Selain itu gereja juga menghujat perempuan-perempuan yang hamil diluar nikah. Pada masa itu, perempuan yang hamil diluar nikah dianggap sebagai perempuan gila, karenanya gereja merasa berhak untuk memisahkan sibayi dengan ibunya. Kebanyakan bayi-bayi tadi diasuh oleh panti asuhan milik gereja. 

Selain itu bagi si pembuat maksiat, yaitu perempuan, namanya akan diumumkan didepan publik pada saat peribadatan minggu.

Pertanyaannya, mengapa gereja bisa melakuan kerja-kerja seperti itu?

Ternyata ada deal-deal politik yang dilakukan oleh pemerintah Quebec dan gereja saat itu. Pemerintahan yang dipegang oleh para tuan tanah mengatakan bahwa urusan ekonomi biarlah mereka yang urus sedangkan urusan moral dan agama biarlah gereja yang mengurus. Pada tahun 1960an semua sekolah dan rumah sakit diurusi oleh gereja dan juga gereja yang menyediakan sekolah dan rumah sakit tadi.

Dulunya Quebec terkenal sebagai propinsi yang sangat religious. Namun kemudian berubah menjadi propinsi yang kurang religious. Ini dikarenakan pelecehan yang dilakukan oleh gereja pada para ummatnya.  Contoh-contoh pelecehan yang dilakukan gereja adalah seperti apa yang sudah saya tulis diatas. 

Gereja juga menganggap bahwa model perbuatan baik adalah seperti apa yang dilakukan oleh gereja, sehingga orang-orang yang berbuat baik diluar dari lingkungan gereja dianggap bukan orang baik. Ini menimbulkan masalah sosial yang serius. Dan ini adalah salah satu pengaruh mengapa banyak sekali orang-orang tidak mau lagi pergi kegereja.

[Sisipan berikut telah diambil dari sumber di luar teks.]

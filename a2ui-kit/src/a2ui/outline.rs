//! Outline host.
//!
//! A renderer-agnostic node tree built from resolved components. It backs
//! the `a2ui-view` binary and doubles as the reference host in tests.

use std::fmt;

use super::error::RenderError;
use super::message::*;
use super::primitives::*;

/// One resolved node of a surface.
#[derive(Debug, Clone, PartialEq)]
pub enum OutlineNode {
    Text {
        text: String,
        usage_hint: TextUsageHint,
    },
    Button {
        label: String,
        primary: bool,
        action: Option<Activation>,
    },
    Column {
        alignment: Alignment,
        children: Vec<OutlineNode>,
    },
    Row {
        distribution: Distribution,
        children: Vec<OutlineNode>,
    },
    List {
        direction: ListDirection,
        items: Vec<OutlineNode>,
    },
    Card {
        child: Option<Box<OutlineNode>>,
    },
    Image {
        url: String,
        fit: ImageFit,
        usage_hint: ImageUsageHint,
    },
    Icon {
        icon: IconName,
        size: IconSize,
    },
    Divider {
        orientation: Orientation,
    },
    Spacer {
        size: SpacerSize,
    },
    TextField {
        text: String,
        label: String,
        placeholder: String,
        input_type: TextInputType,
        binding: Option<String>,
    },
    CheckBox {
        checked: bool,
        label: String,
        binding: Option<String>,
    },
    Slider {
        value: f64,
        min: f64,
        max: f64,
        step: Option<f64>,
        binding: Option<String>,
    },
    MultipleChoice {
        options: Vec<ChoiceProps>,
        selected: Vec<String>,
        multi_select: bool,
        binding: Option<String>,
    },
    NotFound {
        component_id: String,
    },
    Error {
        kind: String,
        message: String,
    },
    Placeholder {
        surface_id: String,
    },
}

impl OutlineNode {
    /// Direct children; empty for leaves. A card's child counts.
    pub fn children(&self) -> &[OutlineNode] {
        match self {
            OutlineNode::Column { children, .. } | OutlineNode::Row { children, .. } => children,
            OutlineNode::List { items, .. } => items,
            OutlineNode::Card { child: Some(child) } => std::slice::from_ref(child.as_ref()),
            _ => &[],
        }
    }

    /// Text of every `Text` node in document order
    pub fn texts(&self) -> Vec<&str> {
        let mut texts = Vec::new();
        self.collect_texts(&mut texts);
        texts
    }

    fn collect_texts<'a>(&'a self, texts: &mut Vec<&'a str>) {
        if let OutlineNode::Text { text, .. } = self {
            texts.push(text);
        }
        for child in self.children() {
            child.collect_texts(texts);
        }
    }

    /// Every actionable button in document order
    pub fn activations(&self) -> Vec<&Activation> {
        let mut found = Vec::new();
        self.collect_activations(&mut found);
        found
    }

    fn collect_activations<'a>(&'a self, found: &mut Vec<&'a Activation>) {
        if let OutlineNode::Button {
            action: Some(activation),
            ..
        } = self
        {
            found.push(activation);
        }
        for child in self.children() {
            child.collect_activations(found);
        }
    }

    fn write_line(&self, f: &mut fmt::Formatter<'_>) -> fmt::Result {
        match self {
            OutlineNode::Text { text, usage_hint } => {
                write!(f, "Text({}) {:?}", enum_name(usage_hint), text)
            }
            OutlineNode::Button {
                label,
                primary,
                action,
            } => {
                write!(f, "Button {:?}", label)?;
                if *primary {
                    write!(f, " (primary)")?;
                }
                if let Some(activation) = action {
                    write!(f, " -> {}", activation.name)?;
                }
                Ok(())
            }
            OutlineNode::Column { alignment, .. } => write!(f, "Column({})", enum_name(alignment)),
            OutlineNode::Row { distribution, .. } => write!(f, "Row({})", enum_name(distribution)),
            OutlineNode::List { direction, .. } => write!(f, "List({})", enum_name(direction)),
            OutlineNode::Card { .. } => write!(f, "Card"),
            OutlineNode::Image { url, fit, .. } => write!(f, "Image({}) {}", enum_name(fit), url),
            OutlineNode::Icon { icon, size } => {
                write!(f, "Icon({}) {}", enum_name(size), enum_name(icon))
            }
            OutlineNode::Divider { orientation } => write!(f, "Divider({})", enum_name(orientation)),
            OutlineNode::Spacer { size } => write!(f, "Spacer({})", enum_name(size)),
            OutlineNode::TextField {
                text,
                label,
                placeholder,
                input_type,
                binding,
            } => {
                write!(f, "TextField({}) {:?} = {:?}", enum_name(input_type), label, text)?;
                if text.is_empty() && !placeholder.is_empty() {
                    write!(f, " ({:?})", placeholder)?;
                }
                write_binding(f, binding)
            }
            OutlineNode::CheckBox {
                checked,
                label,
                binding,
            } => {
                let mark = if *checked { "x" } else { " " };
                write!(f, "CheckBox [{}] {:?}", mark, label)?;
                write_binding(f, binding)
            }
            OutlineNode::Slider {
                value,
                min,
                max,
                binding,
                ..
            } => {
                write!(f, "Slider {} in {}..={}", value, min, max)?;
                write_binding(f, binding)
            }
            OutlineNode::MultipleChoice {
                options,
                selected,
                multi_select,
                binding,
            } => {
                write!(f, "{}", if *multi_select { "MultipleChoice(many)" } else { "MultipleChoice(one)" })?;
                for option in options {
                    let mark = if selected.contains(&option.value) { "x" } else { " " };
                    write!(f, " [{}] {:?}", mark, option.label)?;
                }
                write_binding(f, binding)
            }
            OutlineNode::NotFound { component_id } => {
                write!(f, "[missing component `{}`]", component_id)
            }
            OutlineNode::Error { kind, message } => write!(f, "[{} error: {}]", kind, message),
            OutlineNode::Placeholder { surface_id } => {
                write!(f, "[surface `{}` has nothing to render yet]", surface_id)
            }
        }
    }

    fn write_tree(&self, f: &mut fmt::Formatter<'_>, depth: usize) -> fmt::Result {
        write!(f, "{:indent$}", "", indent = depth * 2)?;
        self.write_line(f)?;
        writeln!(f)?;
        for child in self.children() {
            child.write_tree(f, depth + 1)?;
        }
        Ok(())
    }
}

/// Indented tree, one node per line.
impl fmt::Display for OutlineNode {
    fn fmt(&self, f: &mut fmt::Formatter<'_>) -> fmt::Result {
        self.write_tree(f, 0)
    }
}

fn write_binding(f: &mut fmt::Formatter<'_>, binding: &Option<String>) -> fmt::Result {
    match binding {
        Some(path) => write!(f, " <-> {}", path),
        None => Ok(()),
    }
}

/// The protocol spelling of a unit enum value, e.g. `spaceBetween`.
fn enum_name<T: serde::Serialize>(value: &T) -> String {
    match serde_json::to_value(value) {
        Ok(serde_json::Value::String(name)) => name,
        _ => String::from("?"),
    }
}

/// Primitives producing [`OutlineNode`]s. Never fails.
#[derive(Debug, Default, Clone, Copy)]
pub struct OutlinePrimitives;

impl RenderPrimitives for OutlinePrimitives {
    type Node = OutlineNode;

    fn text(&mut self, props: TextProps) -> Result<OutlineNode, RenderError> {
        Ok(OutlineNode::Text {
            text: props.text,
            usage_hint: props.usage_hint,
        })
    }

    fn button(&mut self, props: ButtonProps) -> Result<OutlineNode, RenderError> {
        Ok(OutlineNode::Button {
            label: props.label,
            primary: props.primary,
            action: props.action,
        })
    }

    fn column(
        &mut self,
        props: ColumnProps,
        children: Vec<OutlineNode>,
    ) -> Result<OutlineNode, RenderError> {
        Ok(OutlineNode::Column {
            alignment: props.alignment,
            children,
        })
    }

    fn row(&mut self, props: RowProps, children: Vec<OutlineNode>) -> Result<OutlineNode, RenderError> {
        Ok(OutlineNode::Row {
            distribution: props.distribution,
            children,
        })
    }

    fn list(&mut self, props: ListProps, items: Vec<OutlineNode>) -> Result<OutlineNode, RenderError> {
        Ok(OutlineNode::List {
            direction: props.direction,
            items,
        })
    }

    fn card(&mut self, child: Option<OutlineNode>) -> Result<OutlineNode, RenderError> {
        Ok(OutlineNode::Card {
            child: child.map(Box::new),
        })
    }

    fn image(&mut self, props: ImageProps) -> Result<OutlineNode, RenderError> {
        Ok(OutlineNode::Image {
            url: props.url,
            fit: props.fit,
            usage_hint: props.usage_hint,
        })
    }

    fn icon(&mut self, props: IconProps) -> Result<OutlineNode, RenderError> {
        Ok(OutlineNode::Icon {
            icon: props.icon,
            size: props.size,
        })
    }

    fn divider(&mut self, props: DividerProps) -> Result<OutlineNode, RenderError> {
        Ok(OutlineNode::Divider {
            orientation: props.orientation,
        })
    }

    fn spacer(&mut self, props: SpacerProps) -> Result<OutlineNode, RenderError> {
        Ok(OutlineNode::Spacer { size: props.size })
    }

    fn text_field(&mut self, props: TextFieldProps) -> Result<OutlineNode, RenderError> {
        Ok(OutlineNode::TextField {
            text: props.text,
            label: props.label,
            placeholder: props.placeholder,
            input_type: props.input_type,
            binding: props.binding,
        })
    }

    fn check_box(&mut self, props: CheckBoxProps) -> Result<OutlineNode, RenderError> {
        Ok(OutlineNode::CheckBox {
            checked: props.checked,
            label: props.label,
            binding: props.binding,
        })
    }

    fn slider(&mut self, props: SliderProps) -> Result<OutlineNode, RenderError> {
        Ok(OutlineNode::Slider {
            value: props.value,
            min: props.min,
            max: props.max,
            step: props.step,
            binding: props.binding,
        })
    }

    fn multiple_choice(&mut self, props: MultipleChoiceProps) -> Result<OutlineNode, RenderError> {
        Ok(OutlineNode::MultipleChoice {
            options: props.options,
            selected: props.selected,
            multi_select: props.multi_select,
            binding: props.binding,
        })
    }

    fn not_found(&mut self, component_id: &str) -> OutlineNode {
        OutlineNode::NotFound {
            component_id: component_id.to_string(),
        }
    }

    fn error(&mut self, kind: &str, message: &str) -> OutlineNode {
        OutlineNode::Error {
            kind: kind.to_string(),
            message: message.to_string(),
        }
    }

    fn surface_placeholder(&mut self, surface_id: &str) -> OutlineNode {
        OutlineNode::Placeholder {
            surface_id: surface_id.to_string(),
        }
    }
}

#[cfg(test)]
mod tests {
    use super::*;

    #[test]
    fn test_display_indents_children() {
        let node = OutlineNode::Column {
            alignment: Alignment::Center,
            children: vec![
                OutlineNode::Text {
                    text: "Hello".to_string(),
                    usage_hint: TextUsageHint::H1,
                },
                OutlineNode::Row {
                    distribution: Distribution::SpaceBetween,
                    children: vec![OutlineNode::NotFound {
                        component_id: "ghost".to_string(),
                    }],
                },
            ],
        };

        assert_eq!(
            node.to_string(),
            "Column(center)\n  Text(h1) \"Hello\"\n  Row(spaceBetween)\n    [missing component `ghost`]\n"
        );
    }

    #[test]
    fn test_display_inputs_with_bindings() {
        let form = OutlineNode::Column {
            alignment: Alignment::Start,
            children: vec![
                OutlineNode::TextField {
                    text: String::new(),
                    label: "Email".to_string(),
                    placeholder: "you@example.com".to_string(),
                    input_type: TextInputType::Email,
                    binding: Some("/email".to_string()),
                },
                OutlineNode::CheckBox {
                    checked: true,
                    label: "Subscribe".to_string(),
                    binding: None,
                },
                OutlineNode::Slider {
                    value: 3.0,
                    min: 0.0,
                    max: 10.0,
                    step: Some(1.0),
                    binding: Some("/volume".to_string()),
                },
                OutlineNode::MultipleChoice {
                    options: vec![
                        ChoiceProps {
                            value: "s".to_string(),
                            label: "Small".to_string(),
                        },
                        ChoiceProps {
                            value: "l".to_string(),
                            label: "Large".to_string(),
                        },
                    ],
                    selected: vec!["l".to_string()],
                    multi_select: false,
                    binding: Some("/size".to_string()),
                },
            ],
        };

        assert_eq!(
            form.to_string(),
            "Column(start)\n\
             \x20 TextField(email) \"Email\" = \"\" (\"you@example.com\") <-> /email\n\
             \x20 CheckBox [x] \"Subscribe\"\n\
             \x20 Slider 3 in 0..=10 <-> /volume\n\
             \x20 MultipleChoice(one) [ ] \"Small\" [x] \"Large\" <-> /size\n"
        );
    }

    #[test]
    fn test_card_child_is_walked() {
        let node = OutlineNode::Card {
            child: Some(Box::new(OutlineNode::Text {
                text: "inside".to_string(),
                usage_hint: TextUsageHint::Body,
            })),
        };
        assert_eq!(node.texts(), vec!["inside"]);
        assert!(OutlineNode::Card { child: None }.children().is_empty());
    }
}
//! A2UI Component Registry
//!
//! A surface's component definitions, stored as an insertion-ordered arena
//! keyed by component id.

use indexmap::IndexMap;

use super::message::ComponentDefinition;

/// Stable index of a component inside its surface's registry.
///
/// Semantics:
/// - Indices are assigned on first insertion of an id.
/// - Replacing a definition keeps its index.
/// - Registries never shrink, so an index stays valid for the surface's lifetime.
#[repr(transparent)]
#[derive(Clone, Copy, Debug, Eq, Hash, Ord, PartialEq, PartialOrd)]
pub struct ComponentIndex(usize);

impl ComponentIndex {
    pub fn raw(self) -> usize {
        self.0
    }
}

/// Registry of component definitions for one surface.
///
/// # Example
///
/// ```rust,ignore
/// let mut registry = ComponentRegistry::new();
/// registry.upsert(ComponentDefinition::new("title", ComponentType::Text(text)));
///
/// if let Some((index, definition)) = registry.get_full("title") {
///     println!("{} is a {}", index.raw(), definition.component.kind_name());
/// }
/// ```
#[derive(Debug, Clone, Default, PartialEq)]
pub struct ComponentRegistry {
    entries: IndexMap<String, ComponentDefinition>,
}

impl ComponentRegistry {
    pub fn new() -> Self {
        Self::default()
    }

    /// Insert or fully replace the definition for `definition.id`.
    ///
    /// Nothing from a previous definition with the same id is kept.
    pub fn upsert(&mut self, definition: ComponentDefinition) -> ComponentIndex {
        let (index, _previous) = self
            .entries
            .insert_full(definition.id.clone(), definition);
        ComponentIndex(index)
    }

    pub fn get(&self, id: &str) -> Option<&ComponentDefinition> {
        self.entries.get(id)
    }

    /// Look up a definition together with its arena index
    pub fn get_full(&self, id: &str) -> Option<(ComponentIndex, &ComponentDefinition)> {
        self.entries
            .get_full(id)
            .map(|(index, _, definition)| (ComponentIndex(index), definition))
    }

    pub fn by_index(&self, index: ComponentIndex) -> Option<&ComponentDefinition> {
        self.entries.get_index(index.raw()).map(|(_, definition)| definition)
    }

    pub fn contains(&self, id: &str) -> bool {
        self.entries.contains_key(id)
    }

    pub fn len(&self) -> usize {
        self.entries.len()
    }

    pub fn is_empty(&self) -> bool {
        self.entries.is_empty()
    }

    /// Component ids in first-inserted order
    pub fn ids(&self) -> impl Iterator<Item = &str> {
        self.entries.keys().map(String::as_str)
    }

    /// Definitions in first-inserted order
    pub fn iter(&self) -> impl Iterator<Item = &ComponentDefinition> {
        self.entries.values()
    }
}

#[cfg(test)]
mod tests {
    use super::*;
    use crate::a2ui::message::{ButtonComponent, ComponentType, TextComponent, TextUsageHint};
    use crate::a2ui::value::BoundValue;

    fn text(id: &str, literal: &str, hint: Option<TextUsageHint>) -> ComponentDefinition {
        ComponentDefinition::new(
            id,
            ComponentType::Text(TextComponent {
                text: BoundValue::literal(literal),
                usage_hint: hint,
            }),
        )
    }

    #[test]
    fn test_upsert_replaces_whole_definition() {
        let mut registry = ComponentRegistry::new();
        registry.upsert(text("title", "Hello", Some(TextUsageHint::H1)));
        registry.upsert(text("title", "Bye", None));

        assert_eq!(registry.len(), 1);
        let ComponentType::Text(component) = &registry.get("title").unwrap().component else {
            panic!("Expected Text");
        };
        assert_eq!(component.text, BoundValue::literal("Bye"));
        // The usage hint from the first definition must not survive
        assert_eq!(component.usage_hint, None);
    }

    #[test]
    fn test_upsert_can_change_kind() {
        let mut registry = ComponentRegistry::new();
        registry.upsert(text("x", "label", None));
        registry.upsert(ComponentDefinition::new(
            "x",
            ComponentType::Button(ButtonComponent::default()),
        ));

        assert_eq!(registry.get("x").unwrap().component.kind_name(), "Button");
    }

    #[test]
    fn test_indices_are_stable() {
        let mut registry = ComponentRegistry::new();
        let a = registry.upsert(text("a", "A", None));
        let b = registry.upsert(text("b", "B", None));
        let a_again = registry.upsert(text("a", "A2", None));

        assert_eq!(a, a_again);
        assert_ne!(a, b);
        assert_eq!(registry.get_full("b").map(|(index, _)| index), Some(b));
        assert_eq!(registry.by_index(a).map(|d| d.id.as_str()), Some("a"));
        assert_eq!(registry.ids().collect::<Vec<_>>(), vec!["a", "b"]);
    }
}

Namun sekarang ini, ditahun 2000an, sudah mulai ada orang-orang yang sadar pada agamnya. Mereka mulai mengunjungi gereja walaupun jumlahnya masih sedikit. Menurut dosen kami tadi, ini karena pengaruh orang-orang Hindu yang mulai ramai di Montreal dan mereka mempraktekkan agamnya dengan sangat baik. Karena banyak dari pemeluk Hindu tadi sudah cukup bergaul dengan penduduk di Montreal, maka praktek keagamaan mereka menimbulkan keinginathuan pada kaum muda yang ada di Montreal, dan inilah cara bagaimana mereka mulai mencoba mempelajari agama mereka dan agama-agama lainnya.

Kembali kepersoalan Quebec tahun 1960an, lalu bagaimana dengan fenomena keberagamaan di Aceh sekarang ini jika dibandingkan dengan keadaan di Quebec pada tahun 1960? Well… saya fikir pembaca bisa lebih bijak menjawab pertanyaan tersebut.